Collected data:

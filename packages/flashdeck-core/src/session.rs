/// Session state: the single owner of cache, working set, filter,
/// navigator and batch selection.
///
/// All mutation goes through `Session` methods (navigation here, edits in
/// `edit.rs`), so the whole state machine can be driven without a UI.
use std::collections::BTreeSet;

use serde::Serialize;

use crate::cache::SheetCache;
use crate::filter::LevelFilter;
use crate::navigator::Navigator;
use crate::types::{Card, SheetKey};
use crate::working_set::WorkingSet;

/// What the view layer should draw.
#[derive(Debug, Clone, PartialEq, Serialize)]
#[serde(tag = "state", rename_all = "camelCase")]
pub enum DeckView {
    /// No sheet has been activated yet.
    NoSheet,
    /// The active sheet has no cards at all.
    Empty { key: SheetKey },
    /// Cards exist but the level filter hides all of them.
    NoneVisible { key: SheetKey, total: usize },
    Card(CardView),
}

#[derive(Debug, Clone, PartialEq, Serialize)]
#[serde(rename_all = "camelCase")]
pub struct CardView {
    pub key: SheetKey,
    pub position: usize,
    pub card: Card,
    pub flipped: bool,
    /// 1-based rank within the visible cards
    pub rank: usize,
    pub visible_total: usize,
    pub total: usize,
    pub dirty: bool,
    pub batch_mode: bool,
    pub selected: bool,
}

impl CardView {
    /// "rank / visible_total", as shown under the card.
    pub fn counter(&self) -> String {
        format!("{} / {}", self.rank, self.visible_total)
    }

    pub fn slider_max(&self) -> usize {
        self.visible_total.saturating_sub(1)
    }

    /// Text on the face currently shown.
    pub fn face(&self) -> &str {
        if self.flipped {
            &self.card.back
        } else {
            &self.card.front
        }
    }
}

#[derive(Debug, Default)]
pub struct Session {
    pub(crate) cache: SheetCache,
    pub(crate) working: Option<WorkingSet>,
    pub(crate) filter: LevelFilter,
    pub(crate) nav: Navigator,
    /// `Some` while batch mode is on.
    pub(crate) selection: Option<BTreeSet<usize>>,
    /// Sequence number of the most recent load request, for stale-response detection.
    pub(crate) load_seq: u64,
    /// Highest revision handed out so far; a new working set starts above it
    /// so a save snapshot never matches a later activation of the same key.
    pub(crate) revision_floor: u64,
}

/// How a confirmed save landed in the session.
#[derive(Debug, Clone, Copy, PartialEq, Eq, Serialize)]
#[serde(rename_all = "camelCase")]
pub enum SaveApplied {
    /// The working set matches what the server now holds.
    Clean,
    /// The sheet was edited after the snapshot; those edits are still unsaved.
    EditedSince,
    /// Another sheet is active; only the saved sheet's cache entry moved.
    Inactive,
}

impl Session {
    pub fn new() -> Self {
        Self::default()
    }

    pub fn with_filter(filter: LevelFilter) -> Self {
        Self {
            filter,
            ..Self::default()
        }
    }

    pub fn cache(&self) -> &SheetCache {
        &self.cache
    }

    pub fn cache_mut(&mut self) -> &mut SheetCache {
        &mut self.cache
    }

    pub fn working(&self) -> Option<&WorkingSet> {
        self.working.as_ref()
    }

    pub fn active_key(&self) -> Option<&SheetKey> {
        self.working.as_ref().map(|ws| &ws.key)
    }

    pub fn is_active(&self, key: &SheetKey) -> bool {
        self.active_key() == Some(key)
    }

    pub fn is_dirty(&self) -> bool {
        self.working.as_ref().map_or(false, |ws| ws.dirty)
    }

    pub fn cards(&self) -> &[Card] {
        self.working.as_ref().map_or(&[], |ws| ws.cards.as_slice())
    }

    pub fn filter(&self) -> &LevelFilter {
        &self.filter
    }

    pub fn current_position(&self) -> Option<usize> {
        self.nav.current()
    }

    pub fn current_card(&self) -> Option<&Card> {
        self.nav.current().and_then(|p| self.cards().get(p))
    }

    pub fn visible(&self) -> Vec<usize> {
        self.filter.visible(self.cards())
    }

    /// Make `key` the working set from its cached copy. Returns false on a cache miss.
    pub fn activate(&mut self, key: &SheetKey) -> bool {
        let Some(cards) = self.cache.get(key) else {
            return false;
        };
        log::debug!("[flashdeck.session] Activating sheet {} ({} cards)", key, cards.len());
        if let Some(ws) = &self.working {
            self.revision_floor = self.revision_floor.max(ws.revision);
        }
        self.revision_floor += 1;
        let mut ws = WorkingSet::new(key.clone(), cards);
        ws.revision = self.revision_floor;
        self.working = Some(ws);
        self.selection = None;
        self.nav.set_current(None);
        self.reanchor();
        true
    }

    /// Store freshly fetched cards for `key` and activate them.
    pub fn install(&mut self, key: &SheetKey, cards: &[Card]) {
        self.cache.put(key, cards);
        self.activate(key);
    }

    /// Copy the working set into the cache under the active key.
    pub fn commit_to_cache(&mut self) {
        if let Some(ws) = &self.working {
            self.cache.commit(&ws.key, &ws.cards);
        }
    }

    /// Drop unsaved edits of the active sheet and return to its last synced state.
    /// Returns false when there was nothing to discard.
    pub fn discard_changes(&mut self) -> bool {
        let Some(ws) = self.working.as_mut() else {
            return false;
        };
        if !ws.dirty {
            return false;
        }
        self.cache.rollback(&ws.key);
        ws.cards = self.cache.get(&ws.key).unwrap_or_default();
        ws.dirty = false;
        ws.revision += 1;
        log::info!("[flashdeck.session] Discarded unsaved edits on sheet {}", ws.key);
        self.selection = None;
        self.reanchor();
        true
    }

    /// Apply a confirmed save of `snapshot` taken at `revision` for `key`.
    ///
    /// The synced snapshot for `key` is always updated. An active working set
    /// with no edits since the snapshot becomes clean. One that was reset
    /// while the save ran (discard, re-activation) takes the snapshot, since
    /// that is what the server now holds.
    pub fn mark_saved(&mut self, key: &SheetKey, revision: u64, snapshot: &[Card]) -> SaveApplied {
        self.cache.mark_synced(key, snapshot);
        let applied = match self.working.as_mut() {
            Some(ws) if ws.key == *key => {
                if ws.revision == revision {
                    ws.dirty = false;
                    SaveApplied::Clean
                } else if !ws.dirty {
                    log::info!(
                        "[flashdeck.session] Sheet {} was reset during save, taking the saved rows",
                        key
                    );
                    ws.cards = snapshot.to_vec();
                    SaveApplied::Clean
                } else {
                    log::info!(
                        "[flashdeck.session] Sheet {} edited during save, keeping dirty",
                        key
                    );
                    SaveApplied::EditedSince
                }
            }
            _ => {
                // Not active anymore: the server now holds the snapshot.
                self.cache.commit(key, snapshot);
                return SaveApplied::Inactive;
            }
        };
        self.commit_to_cache();
        if applied == SaveApplied::Clean {
            self.reanchor();
        }
        applied
    }

    /// Re-derive visibility and keep the navigator on a visible card.
    pub(crate) fn reanchor(&mut self) {
        let visible = self.visible();
        self.nav.reanchor(&visible);
    }

    // --- filter ---

    pub fn set_levels(&mut self, levels: impl IntoIterator<Item = i64>) {
        self.filter.set_all(levels);
        self.reanchor();
    }

    pub fn toggle_level(&mut self, level: i64) -> bool {
        let on = self.filter.toggle(level);
        self.reanchor();
        on
    }

    // --- navigation ---

    pub fn next(&mut self) {
        let visible = self.visible();
        self.nav.next(&visible);
    }

    pub fn prev(&mut self) {
        let visible = self.visible();
        self.nav.prev(&visible);
    }

    /// Slider jump using a 0-based visible rank.
    pub fn jump_to_visible_rank(&mut self, rank: usize) {
        let visible = self.visible();
        self.nav.jump_to_visible_rank(&visible, rank);
    }

    /// Toggle front/back of the current card. No-op without a current card.
    pub fn flip(&mut self) -> bool {
        if self.current_card().is_none() {
            return false;
        }
        self.nav.flip()
    }

    pub fn view(&self) -> DeckView {
        let Some(ws) = &self.working else {
            return DeckView::NoSheet;
        };
        if ws.cards.is_empty() {
            return DeckView::Empty { key: ws.key.clone() };
        }
        let visible = self.visible();
        let current = self
            .nav
            .rank(&visible)
            .and_then(|rank| self.nav.current().map(|pos| (rank, pos)));
        match current {
            Some((rank, position)) => DeckView::Card(CardView {
                key: ws.key.clone(),
                position,
                card: ws.cards[position].clone(),
                flipped: self.nav.is_flipped(),
                rank: rank + 1,
                visible_total: visible.len(),
                total: ws.cards.len(),
                dirty: ws.dirty,
                batch_mode: self.selection.is_some(),
                selected: self
                    .selection
                    .as_ref()
                    .map_or(false, |s| s.contains(&position)),
            }),
            None => DeckView::NoneVisible {
                key: ws.key.clone(),
                total: ws.cards.len(),
            },
        }
    }
}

* _Requirement_:
Go through the entries and return each line where the word "them" appears.

* _Exercise answer_:
    /// Cards exist but the level filter hides all of them.
    /// Store freshly fetched cards for `key` and activate them.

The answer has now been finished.